Similarly, to consider that the behavior of IBM as a corporation and of a few visible IBM employees in opposing the promulgation of Office Open XML (OOX) to be a considered, calculated business maneuver is, to my mind, giving IBM far too much credit. There is considerable risk of potential embarrassment (and worse) were such machinations substantiated by non-repudiatable facts. There are too many other explanations that fit the observed behavior, especially for all of the years the IBM internal echo chamber has had to establish the received wisdom that Microsoft did them wrong (out IBM-ing IBM, more-or-less, for those of us with long memories). I’m willing to believe that it is really personal. I am not prepared to go farther than that. There are lots of agendas here. I doubt that one can isolate and confirm a single one to fit all of the conduct that we see. The same goes for Microsoft when one employee or another lashes out in some particular way.
The so-called evidence for contradiction in OOX that has been compiled at Groklaw is another example of the lengths we can go when we are too happy with our findings and are careless with over-reaching interpretations of facts that are open for anyone to inspect more carefully. There may be a pony in there, but the readiness to accept blatant nonsense tends to smear the pony with manure. I’ll pick the first example that came to my attention, because it is so clear-cut. (It is not my purpose to engage in an extensive analysis of complaints about OOX, I’m looking at where attitude leads to credulity.) After that I’ll turn to a more-recent sequence of extrapolations that are even sillier, especially considering how easy it is to check.
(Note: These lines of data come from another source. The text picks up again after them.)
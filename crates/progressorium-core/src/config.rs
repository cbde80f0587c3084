//! Progression configuration.
//!
//! Config file: `progressorium.toml` (path chosen by the host application).
//! Every key is optional; a missing file means defaults.

use crate::error::{ProgressError, Result};
use crate::levels::{LevelRule, DEFAULT_LEVEL_STEP};
use serde::{Deserialize, Serialize};
use std::fs;
use std::path::{Path, PathBuf};

/// Record name the learner state is stored under
pub const DEFAULT_STORAGE_KEY: &str = "aiSkillsProgress";

/// Environment variable overriding `data_dir`
pub const DATA_DIR_ENV: &str = "PROGRESSORIUM_DATA_DIR";

#[derive(Debug, Clone, PartialEq, Eq, Serialize, Deserialize)]
#[serde(default)]
pub struct ProgressConfig {
    /// XP per level
    pub level_step: u64,

    /// Record name inside the storage medium
    pub storage_key: String,

    /// Directory for the file backend
    pub data_dir: PathBuf,

    /// Reload and union the stored record before each write
    pub merge_on_save: bool,
}

impl Default for ProgressConfig {
    fn default() -> Self {
        Self {
            level_step: DEFAULT_LEVEL_STEP,
            storage_key: DEFAULT_STORAGE_KEY.to_string(),
            data_dir: Self::default_data_dir(),
            merge_on_save: true,
        }
    }
}

impl ProgressConfig {
    /// Platform data dir (e.g. ~/.local/share/progressorium)
    pub fn default_data_dir() -> PathBuf {
        dirs::data_local_dir()
            .unwrap_or_else(|| PathBuf::from(".local/share"))
            .join("progressorium")
    }

    /// Load from a TOML file. A missing file yields defaults; a malformed one
    /// is an error.
    pub fn load_from(path: &Path) -> Result<Self> {
        if !path.exists() {
            tracing::debug!("No config at {}, using defaults", path.display());
            return Ok(Self::default().with_env_overrides());
        }

        let contents = fs::read_to_string(path)?;
        let config = Self::from_toml_str(&contents)?;
        Ok(config.with_env_overrides())
    }

    /// Parse and validate a TOML document
    pub fn from_toml_str(contents: &str) -> Result<Self> {
        let config: ProgressConfig = toml::from_str(contents)?;
        config.validate()?;
        Ok(config)
    }

    pub fn validate(&self) -> Result<()> {
        if self.level_step == 0 {
            return Err(ProgressError::InvalidConfig(
                "level_step must be greater than zero".to_string(),
            ));
        }
        if self.storage_key.trim().is_empty() {
            return Err(ProgressError::InvalidConfig(
                "storage_key must not be empty".to_string(),
            ));
        }
        Ok(())
    }

    /// Apply `PROGRESSORIUM_DATA_DIR` if set
    pub fn with_env_overrides(self) -> Self {
        let dir = std::env::var(DATA_DIR_ENV).ok();
        self.with_data_dir_override(dir)
    }

    fn with_data_dir_override(mut self, dir: Option<String>) -> Self {
        if let Some(dir) = dir.filter(|d| !d.trim().is_empty()) {
            self.data_dir = PathBuf::from(dir);
        }
        self
    }

    pub fn level_rule(&self) -> Result<LevelRule> {
        LevelRule::new(self.level_step)
    }
}

#[cfg(test)]
mod tests {
    use super::*;

    #[test]
    fn test_default_config() {
        let config = ProgressConfig::default();
        assert_eq!(config.level_step, 500);
        assert_eq!(config.storage_key, "aiSkillsProgress");
        assert!(config.merge_on_save);
        assert!(config.data_dir.ends_with("progressorium"));
    }

    #[test]
    fn test_partial_toml_uses_defaults() {
        let config = ProgressConfig::from_toml_str("level_step = 250\n").unwrap();
        assert_eq!(config.level_step, 250);
        assert_eq!(config.storage_key, DEFAULT_STORAGE_KEY);
        assert_eq!(config.level_rule().unwrap().derive(250), 2);
    }

    #[test]
    fn test_zero_step_invalid() {
        let err = ProgressConfig::from_toml_str("level_step = 0\n").unwrap_err();
        assert!(matches!(err, ProgressError::InvalidConfig(_)));
    }

    #[test]
    fn test_empty_key_invalid() {
        assert!(ProgressConfig::from_toml_str("storage_key = \"  \"\n").is_err());
    }

    #[test]
    fn test_malformed_toml() {
        let err = ProgressConfig::from_toml_str("level_step = [").unwrap_err();
        assert!(matches!(err, ProgressError::Toml(_)));
    }

    #[test]
    fn test_missing_file_gives_defaults() {
        let dir = tempfile::tempdir().unwrap();
        let config = ProgressConfig::load_from(&dir.path().join("absent.toml")).unwrap();
        assert_eq!(config.level_step, DEFAULT_LEVEL_STEP);
    }

    #[test]
    fn test_load_from_file() {
        let dir = tempfile::tempdir().unwrap();
        let path = dir.path().join("progressorium.toml");
        fs::write(&path, "merge_on_save = false\nstorage_key = \"learner-1\"\n").unwrap();
        let config = ProgressConfig::load_from(&path).unwrap();
        assert!(!config.merge_on_save);
        assert_eq!(config.storage_key, "learner-1");
    }

    #[test]
    fn test_data_dir_override() {
        let config = ProgressConfig::default().with_data_dir_override(Some("/tmp/pq".to_string()));
        assert_eq!(config.data_dir, PathBuf::from("/tmp/pq"));

        let untouched = ProgressConfig::default().with_data_dir_override(Some(String::new()));
        assert_eq!(untouched.data_dir, ProgressConfig::default_data_dir());
    }
}
//! Lesson catalog - immutable reference table of the twenty mini-games.
//!
//! Lesson id order is navigation order: the lesson after id N is the next
//! entry in the table, not necessarily N + 1.

use crate::error::{ProgressError, Result};
use serde::{Deserialize, Serialize};
use std::collections::HashSet;

/// Stable lesson identifier (positive, persisted as a bare integer)
#[derive(Debug, Clone, Copy, PartialEq, Eq, PartialOrd, Ord, Hash, Serialize, Deserialize)]
#[serde(transparent)]
pub struct LessonId(pub u32);

impl LessonId {
    pub fn value(&self) -> u32 {
        self.0
    }
}

impl From<u32> for LessonId {
    fn from(id: u32) -> Self {
        Self(id)
    }
}

impl std::fmt::Display for LessonId {
    fn fmt(&self, f: &mut std::fmt::Formatter<'_>) -> std::fmt::Result {
        write!(f, "{}", self.0)
    }
}

/// Thematic grouping of lessons
#[derive(Debug, Clone, Copy, PartialEq, Eq, Hash, Serialize, Deserialize)]
pub enum Layer {
    Foundation,
    Synthesis,
    Creation,
    Strategy,
}

impl Layer {
    pub const ALL: [Layer; 4] = [
        Layer::Foundation,
        Layer::Synthesis,
        Layer::Creation,
        Layer::Strategy,
    ];

    pub fn as_str(&self) -> &'static str {
        match self {
            Layer::Foundation => "Foundation",
            Layer::Synthesis => "Synthesis",
            Layer::Creation => "Creation",
            Layer::Strategy => "Strategy",
        }
    }
}

impl std::fmt::Display for Layer {
    fn fmt(&self, f: &mut std::fmt::Formatter<'_>) -> std::fmt::Result {
        f.write_str(self.as_str())
    }
}

/// One lesson in the catalog
#[derive(Debug, Clone, Copy, PartialEq, Eq, Serialize)]
pub struct LessonDescriptor {
    pub id: LessonId,
    /// URL-safe route segment, unique across the catalog
    pub slug: &'static str,
    pub title: &'static str,
    pub layer: Layer,
    /// Reference XP value shown in the lesson browser
    pub xp: u32,
}

impl LessonDescriptor {
    pub const fn new(
        id: u32,
        slug: &'static str,
        title: &'static str,
        layer: Layer,
        xp: u32,
    ) -> Self {
        Self {
            id: LessonId(id),
            slug,
            title,
            layer,
            xp,
        }
    }
}

/// The built-in course, in navigation order
pub const LESSONS: &[LessonDescriptor] = &[
    LessonDescriptor::new(1, "partnership-calibrator", "The Partnership Calibrator", Layer::Foundation, 100),
    LessonDescriptor::new(2, "goal-forge", "Goal Forge", Layer::Foundation, 100),
    LessonDescriptor::new(3, "spec-lab", "SPEC Lab", Layer::Foundation, 100),
    LessonDescriptor::new(4, "the-chunker", "The Chunker", Layer::Foundation, 100),
    LessonDescriptor::new(5, "workflow-sorter", "Workflow Sorter", Layer::Foundation, 100),
    LessonDescriptor::new(6, "the-interrogator", "The Interrogator", Layer::Synthesis, 125),
    LessonDescriptor::new(7, "speed-draft-arena", "Speed Draft Arena", Layer::Synthesis, 125),
    LessonDescriptor::new(8, "the-crucible", "The Crucible", Layer::Synthesis, 125),
    LessonDescriptor::new(9, "the-refinery", "The Refinery", Layer::Synthesis, 125),
    LessonDescriptor::new(10, "claim-detector", "Claim Detector", Layer::Synthesis, 125),
    LessonDescriptor::new(11, "the-distillery", "The Distillery", Layer::Synthesis, 150),
    LessonDescriptor::new(12, "the-reconciler", "The Reconciler", Layer::Synthesis, 150),
    LessonDescriptor::new(13, "idea-funnel", "Idea Funnel", Layer::Creation, 175),
    LessonDescriptor::new(14, "the-shapeshifter", "The Shapeshifter", Layer::Creation, 175),
    LessonDescriptor::new(15, "red-pen-room", "Red Pen Room", Layer::Creation, 175),
    LessonDescriptor::new(16, "decision-arena", "Decision Arena", Layer::Creation, 175),
    LessonDescriptor::new(17, "the-decomposer", "The Decomposer", Layer::Strategy, 200),
    LessonDescriptor::new(18, "skeptics-gauntlet", "Skeptic's Gauntlet", Layer::Strategy, 200),
    LessonDescriptor::new(19, "relay-race", "Relay Race", Layer::Strategy, 200),
    LessonDescriptor::new(20, "the-vault", "The Vault", Layer::Strategy, 200),
];

/// Validated, ordered lesson table
#[derive(Debug, Clone)]
pub struct Catalog {
    lessons: Vec<LessonDescriptor>,
}

impl Catalog {
    /// Build a catalog, rejecting tables that break id/slug/xp rules
    pub fn new(lessons: Vec<LessonDescriptor>) -> Result<Self> {
        let mut slugs = HashSet::new();
        let mut prev: Option<LessonId> = None;

        for lesson in &lessons {
            if lesson.id.0 == 0 {
                return Err(ProgressError::InvalidCatalog(format!(
                    "lesson '{}' has id 0",
                    lesson.slug
                )));
            }
            if let Some(p) = prev {
                if lesson.id <= p {
                    return Err(ProgressError::InvalidCatalog(format!(
                        "lesson ids must be strictly ascending ({} after {})",
                        lesson.id, p
                    )));
                }
            }
            if !is_url_safe(lesson.slug) {
                return Err(ProgressError::InvalidCatalog(format!(
                    "slug '{}' is not URL-safe",
                    lesson.slug
                )));
            }
            if !slugs.insert(lesson.slug) {
                return Err(ProgressError::InvalidCatalog(format!(
                    "duplicate slug '{}'",
                    lesson.slug
                )));
            }
            if lesson.xp == 0 {
                return Err(ProgressError::InvalidCatalog(format!(
                    "lesson {} has zero XP",
                    lesson.id
                )));
            }
            prev = Some(lesson.id);
        }

        Ok(Self { lessons })
    }

    /// The built-in twenty-lesson course
    pub fn builtin() -> Self {
        Self {
            lessons: LESSONS.to_vec(),
        }
    }

    pub fn lessons(&self) -> &[LessonDescriptor] {
        &self.lessons
    }

    pub fn len(&self) -> usize {
        self.lessons.len()
    }

    pub fn is_empty(&self) -> bool {
        self.lessons.is_empty()
    }

    pub fn contains(&self, id: LessonId) -> bool {
        self.by_id(id).is_some()
    }

    pub fn by_id(&self, id: LessonId) -> Option<&LessonDescriptor> {
        self.lessons.iter().find(|l| l.id == id)
    }

    pub fn by_slug(&self, slug: &str) -> Option<&LessonDescriptor> {
        self.lessons.iter().find(|l| l.slug == slug)
    }

    pub fn by_layer(&self, layer: Layer) -> Vec<&LessonDescriptor> {
        self.lessons.iter().filter(|l| l.layer == layer).collect()
    }

    /// Lessons whose ids appear in `completed`, in catalog order
    pub fn completed_lessons(&self, completed: &[LessonId]) -> Vec<&LessonDescriptor> {
        self.lessons
            .iter()
            .filter(|l| completed.contains(&l.id))
            .collect()
    }

    /// The lesson following `id` in navigation order
    pub fn next_after(&self, id: LessonId) -> Option<&LessonDescriptor> {
        let pos = self.lessons.iter().position(|l| l.id == id)?;
        self.lessons.get(pos + 1)
    }

    pub fn first(&self) -> Option<&LessonDescriptor> {
        self.lessons.first()
    }

    /// Sum of every lesson's reference XP
    pub fn total_lesson_xp(&self) -> u64 {
        self.lessons.iter().map(|l| l.xp as u64).sum()
    }
}

impl Default for Catalog {
    fn default() -> Self {
        Self::builtin()
    }
}

fn is_url_safe(slug: &str) -> bool {
    !slug.is_empty()
        && slug
            .chars()
            .all(|c| c.is_ascii_lowercase() || c.is_ascii_digit() || c == '-')
}

#[cfg(test)]
mod tests {
    use super::*;

    #[test]
    fn test_builtin_catalog_is_valid() {
        let catalog = Catalog::new(LESSONS.to_vec()).unwrap();
        assert_eq!(catalog.len(), 20);
        assert_eq!(catalog.first().unwrap().slug, "partnership-calibrator");
    }

    #[test]
    fn test_layer_sizes() {
        let catalog = Catalog::builtin();
        assert_eq!(catalog.by_layer(Layer::Foundation).len(), 5);
        assert_eq!(catalog.by_layer(Layer::Synthesis).len(), 7);
        assert_eq!(catalog.by_layer(Layer::Creation).len(), 4);
        assert_eq!(catalog.by_layer(Layer::Strategy).len(), 4);
    }

    #[test]
    fn test_lookup_by_slug_and_id() {
        let catalog = Catalog::builtin();
        let vault = catalog.by_slug("the-vault").unwrap();
        assert_eq!(vault.id, LessonId(20));
        assert_eq!(catalog.by_id(LessonId(6)).unwrap().slug, "the-interrogator");
        assert!(catalog.by_slug("not-a-game").is_none());
        assert!(!catalog.contains(LessonId(21)));
    }

    #[test]
    fn test_next_after() {
        let catalog = Catalog::builtin();
        assert_eq!(catalog.next_after(LessonId(1)).unwrap().id, LessonId(2));
        assert!(catalog.next_after(LessonId(20)).is_none());
        assert!(catalog.next_after(LessonId(99)).is_none());
    }

    #[test]
    fn test_total_lesson_xp() {
        // 5*100 + 5*125 + 2*150 + 4*175 + 4*200
        assert_eq!(Catalog::builtin().total_lesson_xp(), 2925);
    }

    #[test]
    fn test_rejects_duplicate_slug() {
        let lessons = vec![
            LessonDescriptor::new(1, "same", "A", Layer::Foundation, 100),
            LessonDescriptor::new(2, "same", "B", Layer::Foundation, 100),
        ];
        assert!(matches!(
            Catalog::new(lessons),
            Err(ProgressError::InvalidCatalog(_))
        ));
    }

    #[test]
    fn test_rejects_unordered_ids() {
        let lessons = vec![
            LessonDescriptor::new(2, "b", "B", Layer::Foundation, 100),
            LessonDescriptor::new(1, "a", "A", Layer::Foundation, 100),
        ];
        assert!(Catalog::new(lessons).is_err());
    }

    #[test]
    fn test_rejects_bad_slug_and_zero_xp() {
        let bad_slug = vec![LessonDescriptor::new(1, "Has Space", "A", Layer::Foundation, 100)];
        assert!(Catalog::new(bad_slug).is_err());

        let zero_xp = vec![LessonDescriptor::new(1, "a", "A", Layer::Foundation, 0)];
        assert!(Catalog::new(zero_xp).is_err());
    }

    #[test]
    fn test_completed_lessons_in_catalog_order() {
        let catalog = Catalog::builtin();
        let done = catalog.completed_lessons(&[LessonId(3), LessonId(1), LessonId(77)]);
        let ids: Vec<u32> = done.iter().map(|l| l.id.0).collect();
        assert_eq!(ids, vec![1, 3]);
    }
}
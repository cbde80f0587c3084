//! Progress Tracker
//!
//! The single owner of the learner's in-memory state. Views read snapshots
//! or subscribe to the watch channel; every mutation goes through
//! `apply_lesson_completion` or `reset_progress` and is persisted before the
//! call returns. Storage failures are logged and reported, never raised.

use crate::badges::{BadgeDescriptor, BadgeRuleSet};
use crate::catalog::{Catalog, LessonDescriptor, LessonId};
use crate::config::ProgressConfig;
use crate::engine::ProgressionEngine;
use crate::error::Result;
use crate::levels::Rank;
use crate::state::ProgressState;
use crate::store::{LoadStatus, ProgressStore};
use tokio::sync::watch;
use tracing::{info, warn};

/// What one completion did to the learner's state
#[derive(Debug, Clone)]
pub struct CompletionRecord {
    pub lesson_id: LessonId,
    /// Lesson XP added (0 on a replay)
    pub xp_credited: u64,
    /// Badge bonus XP added by this completion
    pub badge_bonus_xp: u64,
    pub already_completed: bool,
    pub newly_awarded: Vec<BadgeDescriptor>,
    pub level_before: u32,
    pub level_after: u32,
    /// False only when the write to storage failed
    pub saved: bool,
}

impl CompletionRecord {
    pub fn total_xp_gained(&self) -> u64 {
        self.xp_credited + self.badge_bonus_xp
    }

    pub fn leveled_up(&self) -> bool {
        self.level_after > self.level_before
    }
}

pub struct ProgressTracker {
    engine: ProgressionEngine,
    store: ProgressStore,
    state: ProgressState,
    load_status: LoadStatus,
    updates: watch::Sender<ProgressState>,
}

impl ProgressTracker {
    /// Load persisted state and take ownership of it
    pub fn new(engine: ProgressionEngine, store: ProgressStore) -> Self {
        let loaded = store.load_with_status();
        let mut state = loaded.state;
        state.rederive_level(engine.rule());

        match &loaded.status {
            LoadStatus::Recovered(reason) => {
                warn!("Progress could not be restored ({}), starting fresh", reason)
            }
            LoadStatus::Restored => info!(
                "Restored progress: {} XP, level {}, {} lessons",
                state.xp(),
                state.level(),
                state.completed_count()
            ),
            LoadStatus::Fresh => {}
        }

        let (updates, _) = watch::channel(state.clone());
        Self {
            engine,
            store,
            state,
            load_status: loaded.status,
            updates,
        }
    }

    /// Built-in course, file-backed storage per `config`
    pub fn open(config: &ProgressConfig) -> Result<Self> {
        let engine = ProgressionEngine::new(
            Catalog::builtin(),
            BadgeRuleSet::builtin(),
            config.level_rule()?,
        );
        let store = ProgressStore::open(config)?;
        Ok(Self::new(engine, store))
    }

    pub fn engine(&self) -> &ProgressionEngine {
        &self.engine
    }

    pub fn catalog(&self) -> &Catalog {
        self.engine.catalog()
    }

    pub fn load_status(&self) -> &LoadStatus {
        &self.load_status
    }

    /// Current snapshot
    pub fn get_progress(&self) -> &ProgressState {
        &self.state
    }

    /// Receiver that always holds the latest snapshot
    pub fn subscribe(&self) -> watch::Receiver<ProgressState> {
        self.updates.subscribe()
    }

    pub fn current_level(&self) -> u32 {
        self.state.level()
    }

    pub fn completion_percent(&self) -> f64 {
        self.engine.completion_percent(&self.state)
    }

    pub fn earned_badges(&self) -> Vec<&BadgeDescriptor> {
        self.engine.badges().earned(&self.state)
    }

    pub fn rank(&self) -> Rank {
        Rank::from_xp(self.state.xp())
    }

    pub fn xp_to_next_level(&self) -> u64 {
        self.engine.rule().xp_to_next_level(self.state.xp())
    }

    pub fn progress_to_next_level(&self) -> u8 {
        self.engine.rule().progress_to_next_level(self.state.xp())
    }

    pub fn completed_lessons(&self) -> Vec<&LessonDescriptor> {
        self.engine.catalog().completed_lessons(self.state.completed())
    }

    /// Every catalog lesson has been completed
    pub fn course_complete(&self) -> bool {
        let catalog = self.engine.catalog();
        !catalog.is_empty()
            && catalog
                .lessons()
                .iter()
                .all(|l| self.state.has_completed(l.id))
    }

    /// Validate and apply a completion, grant badges, then persist.
    ///
    /// Invalid events return an error and leave state untouched. A replay of
    /// an already completed lesson credits no lesson XP, but the badge pass
    /// still runs: a badge that qualifies through completions merged in from
    /// another session is granted then.
    pub fn apply_lesson_completion(
        &mut self,
        lesson_id: LessonId,
        xp_awarded: i64,
    ) -> Result<CompletionRecord> {
        let level_before = self.state.level();

        let applied = self
            .engine
            .apply_completion(&self.state, lesson_id, xp_awarded)?;
        let evaluation = self.engine.evaluate_badges(&applied.state);

        if applied.already_completed {
            tracing::debug!("Lesson {} replayed, no XP credited", lesson_id);
        }
        for badge in &evaluation.newly_awarded {
            info!("Badge '{}' awarded (+{} XP)", badge.id, badge.xp_bonus);
        }

        let changed = evaluation.state != self.state;
        let saved = if changed {
            self.commit(evaluation.state)
        } else {
            true
        };

        let level_after = self.state.level();
        if level_after > level_before {
            info!("Level up: {} -> {}", level_before, level_after);
        }

        Ok(CompletionRecord {
            lesson_id,
            xp_credited: applied.xp_credited,
            badge_bonus_xp: evaluation.bonus_xp,
            already_completed: applied.already_completed,
            newly_awarded: evaluation.newly_awarded,
            level_before,
            level_after,
            saved,
        })
    }

    /// Drop all progress, in memory and in storage.
    ///
    /// Returns false if the stored record could not be erased; the in-memory
    /// state is reset either way.
    pub fn reset_progress(&mut self) -> bool {
        self.state = ProgressState::new();
        self.updates.send_replace(self.state.clone());

        match self.store.clear() {
            Ok(()) => {
                info!("Progress reset");
                true
            }
            Err(e) => {
                warn!("Progress reset in memory but storage was not cleared: {}", e);
                false
            }
        }
    }

    /// Adopt `next`, persist it and notify subscribers
    fn commit(&mut self, next: ProgressState) -> bool {
        let saved = match self.store.save(&next) {
            Ok(mut written) => {
                written.rederive_level(self.engine.rule());
                self.state = written;
                true
            }
            Err(e) => {
                warn!("Progress not saved, keeping it in memory: {}", e);
                self.state = next;
                false
            }
        };
        self.updates.send_replace(self.state.clone());
        saved
    }
}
You Say Bright Green, I say Chartreuse
On January 28, Sam Hiser blogged about a problem with the way colors are handled in OOX. The summary statement in his blog feed was pretty direct:
On the blog page there’s a little table with two different sets of color mappings for a single set of color names (dark blue, dark cyan, etc.). I first thought the difference might have to do with the choice of standard web color codes, but the OOX choices don’t completely line up with those either.
After looking at Yoon Kit Hasan Saidin’s article, I concluded two things (in a long-winded comment), and Yoon Kit has replied. What seems to have gotten lost in the discussion, and I am certainly at fault for not writing more crisply, is this:
Well, where did those widely different color mappings in the blog-post table come from? They arose by taking the codes for oranges and lining them up with codes for apples (sorry). The codes shown for OOX mappings have nothing to do with the SVG names nor the use of colors in DrawingML. The OOX ones being compared with the identified SVG colors are the OOX colors for highlighting over text. OOX has a limited set of highlighting colors for use in Wordprocessing ML and only in WordprocessingML. They are also named by fixed, rigidly-defined English-language text strings in attribute values. The red-green-blue levels that those attribute values correspond to are also rigorously and clearly defined. Some happen to be different mappings than ones used for similarly-spelled (but different-)attribute values in DrawingML.
The highlight-color attributes are different attributes with different use, and there is no apparent intention to correlate them with the same names when used for the SVG and DrawingML colors. These never show up in DrawingML. Similarly, implementing them correctly is trivial when following the specification. And, in fact, not even Microsoft Office Word 2007 uses all of the same names in its English (US) interface for selection of highlight colors.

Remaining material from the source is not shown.